Absolutely anything by Sappho, no contest, but Anne Sexton has some pretty remarkable works as well. If you have even a vague interest in feminist poetry, and have not read Sappho - read her, read her, read her!

----------


## Silenced Chaos

I love love love love Stevie Smith!

Quoting her very famous 'Not Waving But Drowning' will do no harm:

Not Waving But Drowning
Nobody heard him, the dead man,
But still he lay moaning:
I was much further out than you thought
And not waving but drowning.

Poor chap, he always loved larking
And now he's dead
It must have been too cold for him his heart gave way,
They said.

Oh, no no no, it was too cold always
(Still the dead one lay moaning)
I was much too far out all my life
And not waving but drowning.


She mastered the ambiguity of identity there, so many possible explanations and at the end none of them truly satisfies.

----------


## kelby_lake

> I doubt that: she seems incredibly skilled to me. This would explain why she is now the poet laureate and your dog remains, sadly, anonymous. :
> 
> http://nauplion.net/Medusa.html
> 
> Medusa is one of my favourite poems by duffy. I think everyone's felt that way at one time or another.


So-called 'feminist' poetry really annoys me. Yes, we know it's great and bad to be a woman but men don't whine on about the toils of being a man.

There's just poets that can say it far better, without dragging out the same metaphors and recycling them.

----------


## JBI

> So-called 'feminist' poetry really annoys me. Yes, we know it's great and bad to be a woman but men don't whine on about the toils of being a man.
> 
> There's just poets that can say it far better, without dragging out the same metaphors and recycling them.


It's proportionality, and mixed politics - Feminist poetry is hardly monolithic - for instance, the French Canadian poet Nicole Brossard is a fantastic poet, whereas Adrienne Rich, Anne Sexton, Nikki Giovanni, etc. all seem lacking. French feminism, in a sense, to me seems to hold more aesthetic capabilities - that is because, French feminism is completely different than its American counterpart - In the US, feminism, in discourse, acts as both a rip off of French feminism, and also a mixing between racial politics and pseudo-political movements, whereas in France it seems more capable of turning out good poetry. The distinction is perhaps best seen in the novel, if you compare, for instance, Alice Walker to Marguerite Duras, or in theory, if you compare Helene Cixous to Andrea Dworkin, or somebody, but in a sense, the Cixous model, put out in the Laugh of the Medusa seems quite stronger, as a theoretical model, than, for instance, the models put out by Elaine Showalter in England, the Canadian Linda Hutcheon, or the American post-feminist Judith Butler. 
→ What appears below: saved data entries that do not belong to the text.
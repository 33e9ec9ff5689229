//! Vorbis codebook: Huffman 解码与 VQ 向量查找.
//!
//! 每个 codebook 包含一棵由码长表构造的 Huffman 树, 以及可选的
//! VQ (向量量化) 查找配置, 用于把标量符号展开为 D 维浮点向量.

use ling_core::{LingError, LingResult};

use super::bitreader::{LsbBitReader, ilog};

/// 无符号标记: 节点不是叶子
const NO_SYMBOL: u32 = u32::MAX;

/// Huffman 树节点, 扁平数组中的一项
///
/// 子节点以数组下标引用, -1 表示缺失. 相比指针链表, 扁平布局对缓存更友好.
#[derive(Debug, Clone, Copy)]
struct HuffNode {
    /// 左右子节点下标 (-1 = 无)
    children: [i32; 2],
    /// 叶子符号 (NO_SYMBOL = 内部节点)
    symbol: u32,
}

impl HuffNode {
    fn new() -> Self {
        Self {
            children: [-1, -1],
            symbol: NO_SYMBOL,
        }
    }
}

/// 二叉树 Huffman 解码器
#[derive(Debug, Clone)]
pub(crate) struct Huffman {
    nodes: Vec<HuffNode>,
}

impl Huffman {
    /// 由码长表构造 Huffman 树
    ///
    /// 码长 0 表示该符号无码字; 码长超过 32 的表被拒绝.
    /// 按符号序采用最左空位规则分配码字: 在要求深度上优先向左子树
    /// 寻找空位, 左子树无法容纳时转向右子树. 两边都无法容纳说明
    /// 码长表冲突, 构造失败. 表尾留空 (欠指定) 是合法的.
    pub(crate) fn from_lengths(lengths: &[u8]) -> LingResult<Self> {
        let mut huffman = Self {
            nodes: vec![HuffNode::new()],
        };
        for (sym, &len) in lengths.iter().enumerate() {
            if len == 0 {
                continue; // 稀疏表: 无码字
            }
            if len > 32 {
                return Err(LingError::InvalidData(format!(
                    "Vorbis Huffman 码长非法: {}",
                    len,
                )));
            }
            if !huffman.insert(0, sym as u32, len) {
                return Err(LingError::InvalidData(format!(
                    "Vorbis Huffman 码长表冲突: 符号 {}",
                    sym,
                )));
            }
        }
        Ok(huffman)
    }

    /// 分配新节点, 返回下标
    fn alloc(&mut self) -> usize {
        self.nodes.push(HuffNode::new());
        self.nodes.len() - 1
    }

    /// 从 `idx` 节点出发, 在深度 `len` 处放置符号 `sym`
    fn insert(&mut self, idx: usize, sym: u32, len: u8) -> bool {
        if len == 0 {
            // 符号只能落在新开辟的节点上
            return false;
        }
        if self.nodes[idx].symbol != NO_SYMBOL {
            // 叶子不可再分
            return false;
        }

        if self.nodes[idx].children[0] < 0 {
            // 左子树为空: 沿全零路径开辟到目标深度
            let mut cur = idx;
            for _ in 0..len {
                let next = self.alloc();
                self.nodes[cur].children[0] = next as i32;
                cur = next;
            }
            self.nodes[cur].symbol = sym;
            return true;
        }

        let left = self.nodes[idx].children[0] as usize;
        if self.insert(left, sym, len - 1) {
            return true;
        }

        if self.nodes[idx].children[1] < 0 {
            // 右子树为空: 走一步 1, 其余沿全零路径
            let mut cur = self.alloc();
            self.nodes[idx].children[1] = cur as i32;
            for _ in 0..len - 1 {
                let next = self.alloc();
                self.nodes[cur].children[0] = next as i32;
                cur = next;
            }
            self.nodes[cur].symbol = sym;
            return true;
        }

        let right = self.nodes[idx].children[1] as usize;
        self.insert(right, sym, len - 1)
    }

    /// 逐位读取直到命中叶子, 返回符号
    pub(crate) fn decode(&self, br: &mut LsbBitReader<'_>) -> LingResult<u32> {
        let mut idx = 0usize;
        loop {
            let bit = br.read_bits(1) as usize;
            let next = self.nodes[idx].children[bit];
            if next < 0 {
                return Err(LingError::InvalidData(
                    "Vorbis Huffman 解码走入空分支".into(),
                ));
            }
            idx = next as usize;
            if self.nodes[idx].symbol != NO_SYMBOL {
                return Ok(self.nodes[idx].symbol);
            }
        }
    }
}

/// Vorbis codebook
#[derive(Debug, Clone)]
pub(crate) struct Codebook {
    /// 向量维数 D
    pub(crate) dimensions: u32,
    /// 条目数 E
    pub(crate) entries: u32,
    /// VQ 查找类型: 0=无, 1=隐式多维查找, 2=显式
    lookup_type: u8,
    /// VQ 最小值
    min_value: f32,
    /// VQ 增量
    delta_value: f32,
    /// 序列累加标志 (sequence_p)
    sequence_p: bool,
    /// 查找表条目数: 类型 1 为 lookup1_values(E,D), 类型 2 为 E*D
    lookup_values: u32,
    /// 量化乘数表
    multiplicands: Vec<u16>,
    /// Huffman 解码树
    huffman: Huffman,
}

impl Codebook {
    /// 从 setup 头包中解析一个 codebook 配置
    pub(crate) fn read(br: &mut LsbBitReader<'_>) -> LingResult<Self> {
        // 同步字 "BCV" (LSB 打包后为 0x564342)
        let sync = br.read_bits(24);
        if sync != 0x56_4342 {
            return Err(LingError::InvalidData(format!(
                "Vorbis codebook 同步字错误: 0x{sync:06X}",
            )));
        }

        let dimensions = br.read_bits(16);
        let entries = br.read_bits(24);
        if dimensions == 0 || entries == 0 {
            return Err(LingError::InvalidData(
                "Vorbis codebook 维数或条目数为 0".into(),
            ));
        }

        let ordered = br.read_flag();
        let mut lengths = vec![0u8; entries as usize];
        if ordered {
            // 有序模式: 码长单调不减, 按 run-length 编码
            let mut cur_entry = 0u32;
            let mut cur_len = br.read_bits(5) + 1;
            while cur_entry < entries {
                let number = br.read_bits(ilog(entries - cur_entry));
                if number == 0 || cur_entry + number > entries {
                    return Err(LingError::InvalidData(
                        "Vorbis codebook 有序码长组非法".into(),
                    ));
                }
                if cur_len > 32 {
                    return Err(LingError::InvalidData(
                        "Vorbis codebook 有序码长超出 32".into(),
                    ));
                }
                for len in &mut lengths[cur_entry as usize..(cur_entry + number) as usize] {
                    *len = cur_len as u8;
                }
                cur_entry += number;
                cur_len += 1;
            }
        } else {
            let sparse = br.read_flag();
            for len in &mut lengths {
                let used = if sparse { br.read_flag() } else { true };
                if used {
                    *len = (br.read_bits(5) + 1) as u8;
                }
            }
        }

        let lookup_type = br.read_bits(4) as u8;
        if lookup_type > 2 {
            return Err(LingError::InvalidData(format!(
                "Vorbis codebook lookup_type 非法: {}",
                lookup_type,
            )));
        }

        let mut min_value = 0.0f32;
        let mut delta_value = 0.0f32;
        let mut sequence_p = false;
        let mut lookup_values = 0u32;
        let mut multiplicands = Vec::new();
        if lookup_type > 0 {
            min_value = float32_unpack(br.read_bits(32));
            delta_value = float32_unpack(br.read_bits(32));
            let value_bits = br.read_bits(4) + 1;
            sequence_p = br.read_flag();
            lookup_values = if lookup_type == 1 {
                lookup1_values(entries, dimensions)
            } else {
                entries.checked_mul(dimensions).ok_or_else(|| {
                    LingError::InvalidData("Vorbis codebook 查找表条目数溢出".into())
                })?
            };
            multiplicands.reserve(lookup_values as usize);
            for _ in 0..lookup_values {
                multiplicands.push(br.read_bits(value_bits) as u16);
            }
        }

        let huffman = Huffman::from_lengths(&lengths)?;

        Ok(Self {
            dimensions,
            entries,
            lookup_type,
            min_value,
            delta_value,
            sequence_p,
            lookup_values,
            multiplicands,
            huffman,
        })
    }

    /// 解码一个标量符号, 结果在 [0, entries) 内
    pub(crate) fn decode_scalar(&self, br: &mut LsbBitReader<'_>) -> LingResult<u32> {
        let sym = self.huffman.decode(br)?;
        debug_assert!(sym < self.entries, "Huffman 符号超出 entries");
        Ok(sym)
    }

    /// 解码一个 VQ 向量, 填入 `out` (长度至多 D)
    pub(crate) fn decode_vector(
        &self,
        br: &mut LsbBitReader<'_>,
        out: &mut [f32],
    ) -> LingResult<()> {
        let index = self.decode_scalar(br)? as u64;
        let dims = (self.dimensions as usize).min(out.len());
        if self.lookup_values == 0 {
            return Err(LingError::InvalidData(
                "Vorbis codebook 缺少 VQ 查找表".into(),
            ));
        }

        let mut last = 0.0f32;
        match self.lookup_type {
            1 => {
                let mut index_divisor = 1u64;
                for slot in out.iter_mut().take(dims) {
                    let off = ((index / index_divisor) % u64::from(self.lookup_values)) as usize;
                    let v = f32::from(self.multiplicands[off]) * self.delta_value
                        + self.min_value
                        + last;
                    if self.sequence_p {
                        last = v;
                    }
                    *slot = v;
                    index_divisor *= u64::from(self.lookup_values);
                }
            }
            2 => {
                let mut off = index as usize * self.dimensions as usize;
                for slot in out.iter_mut().take(dims) {
                    let v = f32::from(self.multiplicands[off]) * self.delta_value
                        + self.min_value
                        + last;
                    if self.sequence_p {
                        last = v;
                    }
                    *slot = v;
                    off += 1;
                }
            }
            _ => {
                return Err(LingError::InvalidData(
                    "Vorbis 标量 codebook 不支持向量解码".into(),
                ));
            }
        }
        Ok(())
    }
}

/// Vorbis float32 解包: 21 位尾数 + 10 位指数 + 符号位, 指数偏置 788
fn float32_unpack(x: u32) -> f32 {
    let mut mantissa = (x & 0x1F_FFFF) as f64;
    let exponent = (x & 0x7FE0_0000) >> 21;
    if x & 0x8000_0000 != 0 {
        mantissa = -mantissa;
    }
    (mantissa * 2.0f64.powi(exponent as i32 - 788)) as f32
}

/// lookup1_values(E, D): 满足 k^D ≤ E 的最大 k
pub(crate) fn lookup1_values(entries: u32, dimensions: u32) -> u32 {
    if dimensions == 0 {
        return 0;
    }
    let mut ret = (f64::from(entries)).powf(1.0 / f64::from(dimensions)) as u32;
    if ret == 0 {
        ret = 1;
    }
    // 浮点开方可能偏差 1, 用整数幂校正
    loop {
        if ipower(ret, dimensions) > entries {
            ret -= 1;
            if ret == 0 {
                break;
            }
        } else if ipower(ret + 1, dimensions) <= entries {
            ret += 1;
        } else {
            break;
        }
    }
    ret
}

/// 整数幂, 饱和避免溢出
fn ipower(base: u32, exp: u32) -> u32 {
    let mut ret = 1u64;
    for _ in 0..exp {
        ret = ret.saturating_mul(u64::from(base));
        if ret > u64::from(u32::MAX) {
            return u32::MAX;
        }
    }
    ret as u32
}

#[cfg(test)]
mod tests {
    use super::*;

    /// 按 LSB 位序打包码字序列 (每个码字按自然书写顺序首位先入流)
    fn pack_codewords(codes: &[(u32, u8)]) -> Vec<u8> {
        let mut bytes = Vec::new();
        let mut acc = 0u64;
        let mut nbits = 0u32;
        for &(code, len) in codes {
            for i in (0..len).rev() {
                let bit = (code >> i) & 1;
                acc |= u64::from(bit) << nbits;
                nbits += 1;
                while nbits >= 8 {
                    bytes.push((acc & 0xFF) as u8);
                    acc >>= 8;
                    nbits -= 8;
                }
            }
        }
        if nbits > 0 {
            bytes.push((acc & 0xFF) as u8);
        }
        bytes
    }

    #[test]
    fn test_huffman_构建与解码() {
        let h = Huffman::from_lengths(&[1, 2, 2]).expect("构建失败");
        let data = pack_codewords(&[(0b0, 1), (0b10, 2), (0b11, 2)]);
        let mut br = LsbBitReader::new(&data);
        assert_eq!(h.decode(&mut br).unwrap(), 0);
        assert_eq!(h.decode(&mut br).unwrap(), 1);
        assert_eq!(h.decode(&mut br).unwrap(), 2);
    }

    #[test]
    fn test_huffman_官方示例映射() {
        // Vorbis I 规范的构造示例: 含两处码长 0 (无码字) 与表尾留空
        let lengths = [2u8, 4, 4, 4, 4, 2, 0, 3, 3, 0, 0, 0, 0];
        let h = Huffman::from_lengths(&lengths).expect("构建失败");
        let codes = [
            (0b00u32, 2u8),
            (0b0100, 4),
            (0b0101, 4),
            (0b0110, 4),
            (0b0111, 4),
            (0b10, 2),
            (0b110, 3),
            (0b111, 3),
        ];
        let data = pack_codewords(&codes);
        let mut br = LsbBitReader::new(&data);
        let expect = [0u32, 1, 2, 3, 4, 5, 7, 8];
        for &sym in &expect {
            assert_eq!(h.decode(&mut br).unwrap(), sym, "符号 {} 解码错误", sym);
        }
    }

    #[test]
    fn test_huffman_冲突表被拒绝() {
        // 两个 1 位码字加一个 2 位码字: 树已满, 第三项必然冲突
        assert!(Huffman::from_lengths(&[1, 1, 2]).is_err());
    }

    #[test]
    fn test_huffman_码长超过32被拒绝() {
        assert!(Huffman::from_lengths(&[33]).is_err());
    }

    #[test]
    fn test_huffman_欠指定树合法() {
        // 只有一个 2 位码字, 树大部分留空
        let h = Huffman::from_lengths(&[2]).expect("欠指定树应构建成功");
        let data = pack_codewords(&[(0b00, 2)]);
        let mut br = LsbBitReader::new(&data);
        assert_eq!(h.decode(&mut br).unwrap(), 0);
    }

    #[test]
    fn test_float32_unpack() {
        // 0 值
        assert_eq!(float32_unpack(0), 0.0);
        // 尾数 1, 指数 788: 1.0
        let x = (788u32 << 21) | 1;
        assert!((float32_unpack(x) - 1.0).abs() < 1e-9);
        // 符号位
        let x = 0x8000_0000 | (788u32 << 21) | 1;
        assert!((float32_unpack(x) + 1.0).abs() < 1e-9);
    }

    #[test]
    fn test_lookup1_values() {
        // 最大 k 满足 k^D ≤ E
        assert_eq!(lookup1_values(8, 3), 2);
        assert_eq!(lookup1_values(26, 3), 2);
        assert_eq!(lookup1_values(27, 3), 3);
        assert_eq!(lookup1_values(9, 2), 3);
        assert_eq!(lookup1_values(1, 1), 1);
    }
}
That being said, I don't deny that there has been poetry, rooted in feminist politics from any of these countries, but ultimately, as a theoretical model, something like the tradition built on Betty Friedan is going to be less capable of creating perpetually relevant poetry than one built on the theoretical model of someone like Simon de Beauvoir. By centralizing the body, and the subconscious, existential elements and sexual identity, as apposed to a sense of community shared by women, a sense of political movement and agenda, and a sense of sisterhood in opposition to patriarchy. In a sense, politically, both movements are very important, but when it comes to writing poetry, too much reliance on the later model, with little care for the former tends to spawn pretty mediocre verse - in today's day and age, I think most people who are reading verse, especially verse written by women, are almost entirely in support of equality for women already - even the most conservative critics, in terms of aesthetics, such as Harold Bloom, ultimately are in favor of equality for women - in that sense then, poetry as a medium for a political movement doesn't really seem to work - I'm a self defining feminist, I see no reason for me to really read a poem that encourages me to rise up against Patriarchy, though I am very interested, in contrast, in poetry that deals with female identity, a subject which is forever fascinating, as male identity is equally as fascinating, though is made fresher and therefore far more interesting by its lack of representation in the canon up until recent times.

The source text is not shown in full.